• [WORK REQUIRED] Repeat exactly the lines of the entries below from the one with "Some(prev) if prev.width()" through the one with "fn default() ->", both ends included, and nothing else.

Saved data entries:
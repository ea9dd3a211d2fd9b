//! TerminalRenderer: flushes a framebuffer to a real terminal.
//!
//! Frames are diffed row by row against the previous one. Each row that
//! changed is rewritten from its first to its last dirty cell, which keeps the
//! output small for the typical frame (a tile flips, a status line changes).

use std::io::{self, Write};

use anyhow::Result;

use crossterm::{
    cursor,
    style::{
        Attribute, Color, Print, ResetColor, SetAttribute, SetBackgroundColor, SetForegroundColor,
    },
    terminal, QueueableCommand,
};

use crate::fb::{Cell, CellStyle, FrameBuffer, Rgb};

pub struct TerminalRenderer {
    stdout: io::Stdout,
    last: Option<FrameBuffer>,
    buf: Vec<u8>,
}

impl TerminalRenderer {
    pub fn new() -> Self {
        Self {
            stdout: io::stdout(),
            last: None,
            buf: Vec::with_capacity(16 * 1024),
        }
    }

    pub fn enter(&mut self) -> Result<()> {
        terminal::enable_raw_mode()?;
        self.buf.clear();
        self.buf.queue(terminal::EnterAlternateScreen)?;
        self.buf.queue(cursor::Hide)?;
        self.buf.queue(terminal::DisableLineWrap)?;
        self.flush_buf()
    }

    pub fn exit(&mut self) -> Result<()> {
        self.buf.clear();
        self.buf.queue(ResetColor)?;
        self.buf.queue(SetAttribute(Attribute::Reset))?;
        self.buf.queue(terminal::EnableLineWrap)?;
        self.buf.queue(cursor::Show)?;
        self.buf.queue(terminal::LeaveAlternateScreen)?;
        self.flush_buf()?;
        terminal::disable_raw_mode()?;
        Ok(())
    }

    /// Force the next draw to be a full redraw (e.g. after a resize).
    pub fn invalidate(&mut self) {
        self.last = None;
    }

    /// Draw `fb`, then swap it with the previous frame.
    ///
    /// After the call `fb` holds stale contents the caller can draw over,
    /// so no frame is ever cloned.
    pub fn draw_swap(&mut self, fb: &mut FrameBuffer) -> Result<()> {
        self.buf.clear();
        let mut prev = match self.last.take() {
            Some(prev) if prev.width() == fb.width() && prev.height() == fb.height() => {
                encode_diff_into(&prev, fb, &mut self.buf)?;
                prev
            }
            _ => {
                encode_full_into(fb, &mut self.buf)?;
                FrameBuffer::new(fb.width(), fb.height())
            }
        };
        self.flush_buf()?;

        std::mem::swap(&mut prev, fb);
        self.last = Some(prev);
        Ok(())
    }

    fn flush_buf(&mut self) -> Result<()> {
        self.stdout.write_all(&self.buf)?;
        self.stdout.flush()?;
        Ok(())
    }
}

impl Default for TerminalRenderer {
    fn default() -> Self {
        Self::new()
    }
}

/// Encode a full-frame redraw into `out`.
pub fn encode_full_into(fb: &FrameBuffer, out: &mut Vec<u8>) -> Result<()> {
    out.queue(terminal::Clear(terminal::ClearType::All))?;
    let mut style = None;
    for y in 0..fb.height() {
        if let Some(row) = fb.row(y) {
            out.queue(cursor::MoveTo(0, y))?;
            print_cells(out, row, &mut style)?;
        }
    }
    finish(out)
}

/// Encode only the dirty span of each changed row into `out`.
pub fn encode_diff_into(prev: &FrameBuffer, next: &FrameBuffer, out: &mut Vec<u8>) -> Result<()> {
    let mut style = None;
    for (y, start, end) in dirty_spans(prev, next) {
        if let Some(row) = next.row(y) {
            out.queue(cursor::MoveTo(start, y))?;
            print_cells(out, &row[start as usize..end as usize], &mut style)?;
        }
    }
    finish(out)
}

/// `(row, first dirty column, one past the last dirty column)` for every row
/// that differs between two frames of equal size.
fn dirty_spans(prev: &FrameBuffer, next: &FrameBuffer) -> Vec<(u16, u16, u16)> {
    let mut spans = Vec::new();
    for y in 0..next.height() {
        let (Some(a), Some(b)) = (prev.row(y), next.row(y)) else {
            spans.push((y, 0, next.width()));
            continue;
        };
        let first = a.iter().zip(b).position(|(p, n)| p != n);
        let last = a.iter().zip(b).rposition(|(p, n)| p != n);
        if let (Some(first), Some(last)) = (first, last) {
            spans.push((y, first as u16, last as u16 + 1));
        }
    }
    spans
}

fn print_cells(out: &mut Vec<u8>, cells: &[Cell], current: &mut Option<CellStyle>) -> Result<()> {
    for cell in cells {
        if *current != Some(cell.style) {
            apply_style_into(out, cell.style)?;
            *current = Some(cell.style);
        }
        out.queue(Print(cell.ch))?;
    }
    Ok(())
}

fn finish(out: &mut Vec<u8>) -> Result<()> {
    out.queue(ResetColor)?;
    out.queue(SetAttribute(Attribute::Reset))?;
    Ok(())
}

fn apply_style_into(out: &mut Vec<u8>, style: CellStyle) -> Result<()> {
    out.queue(SetAttribute(Attribute::Reset))?;
    out.queue(SetForegroundColor(rgb_to_color(style.fg)))?;
    out.queue(SetBackgroundColor(rgb_to_color(style.bg)))?;
    if style.bold {
        out.queue(SetAttribute(Attribute::Bold))?;
    }
    if style.dim {
        out.queue(SetAttribute(Attribute::Dim))?;
    }
    Ok(())
}

fn rgb_to_color(rgb: Rgb) -> Color {
    Color::Rgb {
        r: rgb.r,
        g: rgb.g,
        b: rgb.b,
    }
}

• [TASK RESULT]
            Some(prev) if prev.width() == fb.width() && prev.height() == fb.height() => {
                encode_diff_into(&prev, fb, &mut self.buf)?;
                prev
            }
            _ => {
                encode_full_into(fb, &mut self.buf)?;
                FrameBuffer::new(fb.width(), fb.height())
            }
        };
        self.flush_buf()?;

        std::mem::swap(&mut prev, fb);
        self.last = Some(prev);
        Ok(())
    }

    fn flush_buf(&mut self) -> Result<()> {
        self.stdout.write_all(&self.buf)?;
        self.stdout.flush()?;
        Ok(())
    }
}

impl Default for TerminalRenderer {
    fn default() -> Self {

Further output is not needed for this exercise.